WHAT YOU ARE ASKED TO DO >>
Your answer must be the listing, given again word for word.

DATA FOR THIS TASK >>

use std::collections::{BTreeMap, BTreeSet};

use log::{debug, warn};

use crate::error::{GrammarError, PredictConflict, TableError};
use crate::Grammar;

/// What table construction does after the first PREDICT conflict.
#[derive(Debug, Clone, Copy, PartialEq, Eq, Default)]
pub enum ConflictPolicy {
    #[default]
    FailFast,
    /// Keep going and report every conflict.
    Collect,
}

/// (non-terminal, lookahead) -> production ordinal.
#[derive(Debug, Clone, PartialEq, Eq, Default)]
pub struct LL1ParsingTable {
    pub(crate) entries: BTreeMap<(usize, usize), usize>,
}

impl LL1ParsingTable {
    pub fn get(&self, non_terminal: usize, lookahead: usize) -> Option<usize> {
        self.entries.get(&(non_terminal, lookahead)).copied()
    }

    pub fn len(&self) -> usize {
        self.entries.len()
    }

    pub fn is_empty(&self) -> bool {
        self.entries.is_empty()
    }

    pub fn iter(&self) -> impl Iterator<Item = ((usize, usize), usize)> + '_ {
        self.entries.iter().map(|(&k, &v)| (k, v))
    }
}

impl Grammar {
    pub fn predict_set(&self, left: usize, alternative: usize) -> Result<BTreeSet<usize>, GrammarError> {
        let production = self
            .alternatives_of(left)?
            .get(alternative)
            .ok_or_else(|| GrammarError::UndefinedSymbol(format!(
                "{} alternative {}",
                self.get_symbol_name(left),
                alternative
            )))?;

        let mut predict = self.first_of(production)?;
        if self.sequence_derives_to_empty(production)? {
            predict.extend(self.follow_of(left)?);
        }
        Ok(predict)
    }

    pub fn generate_ll1_parsing_table(&self) -> Result<LL1ParsingTable, TableError> {
        self.generate_ll1_parsing_table_with(ConflictPolicy::FailFast)
    }

    pub fn generate_ll1_parsing_table_with(
        &self,
        policy: ConflictPolicy,
    ) -> Result<LL1ParsingTable, TableError> {
        let mut table = LL1ParsingTable::default();
        let mut conflicts: Vec<PredictConflict> = Vec::new();

        for (p, _) in self.productions() {
            for t in self.predict_set(p.left, p.alternative)? {
                match table.entries.get(&(p.left, t)) {
                    Some(&existing) if existing != p.ordinal => {
                        let conflict = PredictConflict {
                            non_terminal: self.get_symbol_name(p.left).to_string(),
                            terminal: self.get_symbol_name(t).to_string(),
                            first: existing,
                            second: p.ordinal,
                        };
                        warn!("{}", conflict);
                        conflicts.push(conflict);
                        if policy == ConflictPolicy::FailFast {
                            return Err(TableError::Conflicts(conflicts));
                        }
                    }
                    Some(_) => {}
                    None => {
                        table.entries.insert((p.left, t), p.ordinal);
                    }
                }
            }
        }

        if !conflicts.is_empty() {
            return Err(TableError::Conflicts(conflicts));
        }
        debug!("LL(1) table built with {} entries", table.len());
        Ok(table)
    }
}

#[cfg(test)]
mod tests {
    use super::*;
    use pretty_assertions::assert_eq;

    fn predict_names(g: &Grammar, left: &str, alternative: usize) -> Vec<String> {
        let set = g.predict_set(g.symbol(left).unwrap(), alternative).unwrap();
        g.names(&set).into_iter().map(String::from).collect()
    }

    #[test]
    fn balanced_grammar_is_ll1() {
        let g = Grammar::parse("S -> a S b | lambda").unwrap();
        let s = g.symbol("S").unwrap();

        assert_eq!(predict_names(&g, "S", 0), vec!["a"]);
        assert_eq!(g.predict_set(s, 1).unwrap(), g.follow_of(s).unwrap());
        assert_eq!(predict_names(&g, "S", 1), vec!["$", "b"]);

        let table = g.generate_ll1_parsing_table().unwrap();
        let a = g.symbol("a").unwrap();
        let b = g.symbol("b").unwrap();
        assert_eq!(table.get(s, a), Some(1));
        assert_eq!(table.get(s, b), Some(2));
        assert_eq!(table.get(s, g.end_mark()), Some(2));
        assert_eq!(table.len(), 3);
    }

    #[test]
    fn ambiguous_grammar_conflicts() {
        let g = Grammar::parse("S -> a | a b").unwrap();
        let err = g.generate_ll1_parsing_table().unwrap_err();
        assert_eq!(
            err,
            TableError::Conflicts(vec![PredictConflict {
                non_terminal: "S".to_string(),
                terminal: "a".to_string(),
                first: 1,
                second: 2,
            }])
        );
    }

    #[test]
    fn collect_reports_every_conflict() {
        let g = Grammar::parse("S -> A | B\nA -> x | y\nB -> x | y").unwrap();

        match g.generate_ll1_parsing_table().unwrap_err() {
            TableError::Conflicts(conflicts) => assert_eq!(conflicts.len(), 1),
            e => panic!("unexpected {:?}", e),
        }

        match g.generate_ll1_parsing_table_with(ConflictPolicy::Collect).unwrap_err() {
            TableError::Conflicts(conflicts) => {
                let cells: Vec<(&str, &str)> = conflicts
                    .iter()
                    .map(|c| (c.non_terminal.as_str(), c.terminal.as_str()))
                    .collect();
                assert_eq!(cells, vec![("S", "x"), ("S", "y")]);
            }
            e => panic!("unexpected {:?}", e),
        }
    }

    #[test]
    fn expression_grammar_table() {
        let g = Grammar::parse(
            "E -> T E'
             E' -> + T E' | lambda
             T -> F T'
             T' -> * F T' | lambda
             F -> ( E ) | id",
        )
        .unwrap();
        let table = g.generate_ll1_parsing_table().unwrap();

        let cell = |nt: &str, t: &str| table.get(g.symbol(nt).unwrap(), g.symbol(t).unwrap());
        // Ordinals: E=1, E'=2,3, F=4,5, T=6, T'=7,8
        assert_eq!(cell("E", "id"), Some(1));
        assert_eq!(cell("E", "+"), None);
        assert_eq!(cell("E'", "+"), Some(2));
        assert_eq!(cell("E'", ")"), Some(3));
        assert_eq!(cell("E'", "$"), Some(3));
        assert_eq!(cell("F", "("), Some(4));
        assert_eq!(cell("F", "id"), Some(5));
        assert_eq!(cell("T'", "+"), Some(8));
        assert_eq!(cell("T'", "*"), Some(7));
    }

    #[test]
    fn nullable_alternative_without_epsilon_uses_follow() {
        let g = Grammar::parse("S -> A c\nA -> B B | a\nB -> lambda").unwrap();
        assert_eq!(predict_names(&g, "A", 0), vec!["c"]);
        assert_eq!(predict_names(&g, "A", 1), vec!["a"]);
    }

    #[test]
    fn predict_of_missing_alternative() {
        let g = Grammar::parse("S -> a").unwrap();
        assert!(g.predict_set(g.symbol("S").unwrap(), 3).is_err());
        assert!(g.predict_set(g.symbol("a").unwrap(), 0).is_err());
    }
}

RESPONSE TO THE TASK >>
use std::collections::{BTreeMap, BTreeSet};

use log::{debug, warn};

use crate::error::{GrammarError, PredictConflict, TableError};
use crate::Grammar;

/// What table construction does after the first PREDICT conflict.
#[derive(Debug, Clone, Copy, PartialEq, Eq, Default)]
pub enum ConflictPolicy {
    #[default]
    FailFast,
    /// Keep going and report every conflict.
    Collect,
}

/// (non-terminal, lookahead) -> production ordinal.
#[derive(Debug, Clone, PartialEq, Eq, Default)]
pub struct LL1ParsingTable {
    pub(crate) entries: BTreeMap<(usize, usize), usize>,
}

impl LL1ParsingTable {
    pub fn get(&self, non_terminal: usize, lookahead: usize) -> Option<usize> {
        self.entries.get(&(non_terminal, lookahead)).copied()
    }

    pub fn len(&self) -> usize {
        self.entries.len()
    }

    pub fn is_empty(&self) -> bool {
        self.entries.is_empty()
    }

    pub fn iter(&self) -> impl Iterator<Item = ((usize, usize), usize)> + '_ {
        self.entries.iter().map(|(&k, &v)| (k, v))
    }
}

impl Grammar {
    pub fn predict_set(&self, left: usize, alternative: usize) -> Result<BTreeSet<usize>, GrammarError> {
        let production = self
            .alternatives_of(left)?
            .get(alternative)
            .ok_or_else(|| GrammarError::UndefinedSymbol(format!(
                "{} alternative {}",
                self.get_symbol_name(left),
                alternative
            )))?;

        let mut predict = self.first_of(production)?;
        if self.sequence_derives_to_empty(production)? {
            predict.extend(self.follow_of(left)?);
        }
        Ok(predict)
    }

    pub fn generate_ll1_parsing_table(&self) -> Result<LL1ParsingTable, TableError> {
        self.generate_ll1_parsing_table_with(ConflictPolicy::FailFast)
    }

    pub fn generate_ll1_parsing_table_with(
        &self,
        policy: ConflictPolicy,
    ) -> Result<LL1ParsingTable, TableError> {
        let mut table = LL1ParsingTable::default();
        let mut conflicts: Vec<PredictConflict> = Vec::new();

        for (p, _) in self.productions() {
            for t in self.predict_set(p.left, p.alternative)? {
                match table.entries.get(&(p.left, t)) {
                    Some(&existing) if existing != p.ordinal => {
                        let conflict = PredictConflict {
                            non_terminal: self.get_symbol_name(p.left).to_string(),
                            terminal: self.get_symbol_name(t).to_string(),
                            first: existing,
                            second: p.ordinal,
                        };
                        warn!("{}", conflict);
                        conflicts.push(conflict);
                        if policy == ConflictPolicy::FailFast {
                            return Err(TableError::Conflicts(conflicts));
                        }
                    }
                    Some(_) => {}
                    None => {
                        table.entries.insert((p.left, t), p.ordinal);
                    }
                }
            }
        }

        if !conflicts.is_empty() {
            return Err(TableError::Conflicts(conflicts));
        }
        debug!("LL(1) table built with {} entries", table.len());
        Ok(table)
    }
}

#[cfg(test)]
mod tests {
    use super::*;
    use pretty_assertions::assert_eq;

    fn predict_names(g: &Grammar, left: &str, alternative: usize) -> Vec<String> {
        let set = g.predict_set(g.symbol(left).unwrap(), alternative).unwrap();
        g.names(&set).into_iter().map(String::from).collect()
    }

    #[test]
    fn balanced_grammar_is_ll1() {
        let g = Grammar::parse("S -> a S b | lambda").unwrap();
        let s = g.symbol("S").unwrap();

        assert_eq!(predict_names(&g, "S", 0), vec!["a"]);
        assert_eq!(g.predict_set(s, 1).unwrap(), g.follow_of(s).unwrap());
        assert_eq!(predict_names(&g, "S", 1), vec!["$", "b"]);

        let table = g.generate_ll1_parsing_table().unwrap();
        let a = g.symbol("a").unwrap();
        let b = g.symbol("b").unwrap();
        assert_eq!(table.get(s, a), Some(1));
        assert_eq!(table.get(s, b), Some(2));
        assert_eq!(table.get(s, g.end_mark()), Some(2));
        assert_eq!(table.len(), 3);
    }

    #[test]
    fn ambiguous_grammar_conflicts() {
        let g = Grammar::parse("S -> a | a b").unwrap();
        let err = g.generate_ll1_parsing_table().unwrap_err();
        assert_eq!(
            err,
            TableError::Conflicts(vec![PredictConflict {
                non_terminal: "S".to_string(),
                terminal: "a".to_string(),
                first: 1,
                second: 2,
            }])
        );
    }

    #[test]
    fn collect_reports_every_conflict() {
        let g = Grammar::parse("S -> A | B\nA -> x | y\nB -> x | y").unwrap();

        match g.generate_ll1_parsing_table().unwrap_err() {
            TableError::Conflicts(conflicts) => assert_eq!(conflicts.len(), 1),
            e => panic!("unexpected {:?}", e),
        }

        match g.generate_ll1_parsing_table_with(ConflictPolicy::Collect).unwrap_err() {
            TableError::Conflicts(conflicts) => {
                let cells: Vec<(&str, &str)> = conflicts
                    .iter()
                    .map(|c| (c.non_terminal.as_str(), c.terminal.as_str()))
                    .collect();
                assert_eq!(cells, vec![("S", "x"), ("S", "y")]);
            }
            e => panic!("unexpected {:?}", e),
        }
    }

    #[test]
    fn expression_grammar_table() {
        let g = Grammar::parse(
            "E -> T E'
             E' -> + T E' | lambda
             T -> F T'
             T' -> * F T' | lambda
             F -> ( E ) | id",
        )
        .unwrap();
        let table = g.generate_ll1_parsing_table().unwrap();

        let cell = |nt: &str, t: &str| table.get(g.symbol(nt).unwrap(), g.symbol(t).unwrap());
        // Ordinals: E=1, E'=2,3, F=4,5, T=6, T'=7,8
        assert_eq!(cell("E", "id"), Some(1));
        assert_eq!(cell("E", "+"), None);
        assert_eq!(cell("E'", "+"), Some(2));
        assert_eq!(cell("E'", ")"), Some(3));
        assert_eq!(cell("E'", "$"), Some(3));
        assert_eq!(cell("F", "("), Some(4));
        assert_eq!(cell("F", "id"), Some(5));
        assert_eq!(cell("T'", "+"), Some(8));
        assert_eq!(cell("T'", "*"), Some(7));
    }

    #[test]
    fn nullable_alternative_without_epsilon_uses_follow() {
        let g = Grammar::parse("S -> A c\nA -> B B | a\nB -> lambda").unwrap();
        assert_eq!(predict_names(&g, "A", 0), vec!["c"]);
        assert_eq!(predict_names(&g, "A", 1), vec!["a"]);
    }

    #[test]
    fn predict_of_missing_alternative() {
        let g = Grammar::parse("S -> a").unwrap();
        assert!(g.predict_set(g.symbol("S").unwrap(), 3).is_err());
        assert!(g.predict_set(g.symbol("a").unwrap(), 0).is_err());
    }
}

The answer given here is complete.